Ada saatnya dimana aku ingin berdua dengan mama, berbicara hangat tanpa perlu berdebat akan mama yang meng-iyakan segala pendapat Bena sedangkan pendapatku dengan tuan muda satu itu berbeda.
Bena tidak berkomentar, dan ketika kami sampai di depan kantor aku segera keluar dari mobilnya—tidak mau berselisih paham atau apapun yang memicu pertengkaran dengannya lagi.
"Aku mau bilang kalo besok kami akan jalan-jalan, seperti apa yang kamu janjikan saat dinner satu bulan kemarin. Kuharap kamu nggak ingkar untuk apa yang kamu janjikan. Ini bukan kemauanku Nastya, setidaknya tepati apa yang sudah kamu janjikan pada Anggita."

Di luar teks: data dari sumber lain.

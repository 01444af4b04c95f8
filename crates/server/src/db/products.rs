//! Customer product repository for database operations.

use sqlx::PgPool;

use super::RepositoryError;
use crate::models::CustomerProduct;

/// Repository for product database operations.
pub struct ProductRepository<'a> {
    pool: &'a PgPool,
}

impl<'a> ProductRepository<'a> {
    /// Create a new product repository.
    #[must_use]
    pub const fn new(pool: &'a PgPool) -> Self {
        Self { pool }
    }

    /// Every product, ordered by name.
    ///
    /// # Errors
    ///
    /// Returns `RepositoryError::Database` if the query fails.
    pub async fn find_all(&self) -> Result<Vec<CustomerProduct>, RepositoryError> {
        let products = sqlx::query_as::<_, CustomerProduct>(
            "SELECT id, name FROM customer_product ORDER BY name",
        )
        .fetch_all(self.pool)
        .await?;

        Ok(products)
    }

    /// Get a product by exact name.
    ///
    /// # Errors
    ///
    /// Returns `RepositoryError::Database` if the query fails.
    pub async fn find_by_name(&self, name: &str) -> Result<Option<CustomerProduct>, RepositoryError> {
        let product = sqlx::query_as::<_, CustomerProduct>(
            "SELECT id, name FROM customer_product WHERE name = $1",
        )
        .bind(name)
        .fetch_optional(self.pool)
        .await?;

        Ok(product)
    }

    /// Insert a product unless one with the same name exists.
    ///
    /// Returns the stored product and whether it was newly created.
    ///
    /// # Errors
    ///
    /// Returns `RepositoryError::Database` if the query fails.
    pub async fn insert_if_absent(
        &self,
        name: &str,
    ) -> Result<(CustomerProduct, bool), RepositoryError> {
        let inserted = sqlx::query_as::<_, CustomerProduct>(
            r"
            INSERT INTO customer_product (name)
            VALUES ($1)
            ON CONFLICT (name) DO NOTHING
            RETURNING id, name
            ",
        )
        .bind(name)
        .fetch_optional(self.pool)
        .await?;

        if let Some(product) = inserted {
            return Ok((product, true));
        }

        self.find_by_name(name)
            .await?
            .map(|product| (product, false))
            .ok_or(RepositoryError::NotFound)
    }
}
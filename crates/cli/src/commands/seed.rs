//! Sample data command.
//!
//! Runs the same seeder the server runs on startup. Safe to repeat.

use nighthawk_server::seed::Seeder;

use super::{CommandError, connect};

/// Insert the sample customers and jokes that are missing.
pub async fn run() -> Result<(), CommandError> {
    let pool = connect().await?;

    let report = Seeder::new(&pool).run().await?;

    tracing::info!(
        "Seed complete: {} customers inserted ({} already present), {} jokes inserted ({} already present)",
        report.customers_inserted,
        report.customers_skipped,
        report.jokes_inserted,
        report.jokes_skipped
    );
    Ok(())
}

Setelahnya aku baru ingat bahwa aku punya janji agar setiap minggu akan mengajak mama berjalan-jalan, dan ini sudah sebulan berlalu dan aku belum juga menepati janjiku pada mama.
Sepertinya hubunganku dengan mama sedikit renggang, apalagi permasalahan tadi yang tidak kulanjutkan, setelah Bena datang menjemput, aku hanya salam dan pergi berangkat kerja. Maklum saja mood ku sudah tidak baik karena selisih paham dengan mama, jadi bukan hal yang baik untuk kulanjutkan selisih paham dengannya.
"Nastya kenapa lo masih cicing disitu? Bos manggil tuh." Feri datang dengan tas ranselnya yang berisi alat-alat untuk siaran hari ini.
Kuhela nafas, dan berjalan terseok-seok masuk kedalam kantor, dengan setumpuk beban yang menggunung di pundakku.
Ternyata naik gaji tidak seindah menerima duit nya.
***
[Minggu, 27 Juni 2021]
KAMU SEDANG MEMBACA
Mr. Perfectly Fine [COMPLETED]
RomanceCopyright©2021 - All rights reserved Aku dan mama hanya tinggal berdua di kota keras Jakarta, adikku sudah meninggal, dan sudah belasan tahun papa tidak terlihat, hanya mama yang aku punya di dunia ini. Suatu saat kulihat mama membawa pria tampan a...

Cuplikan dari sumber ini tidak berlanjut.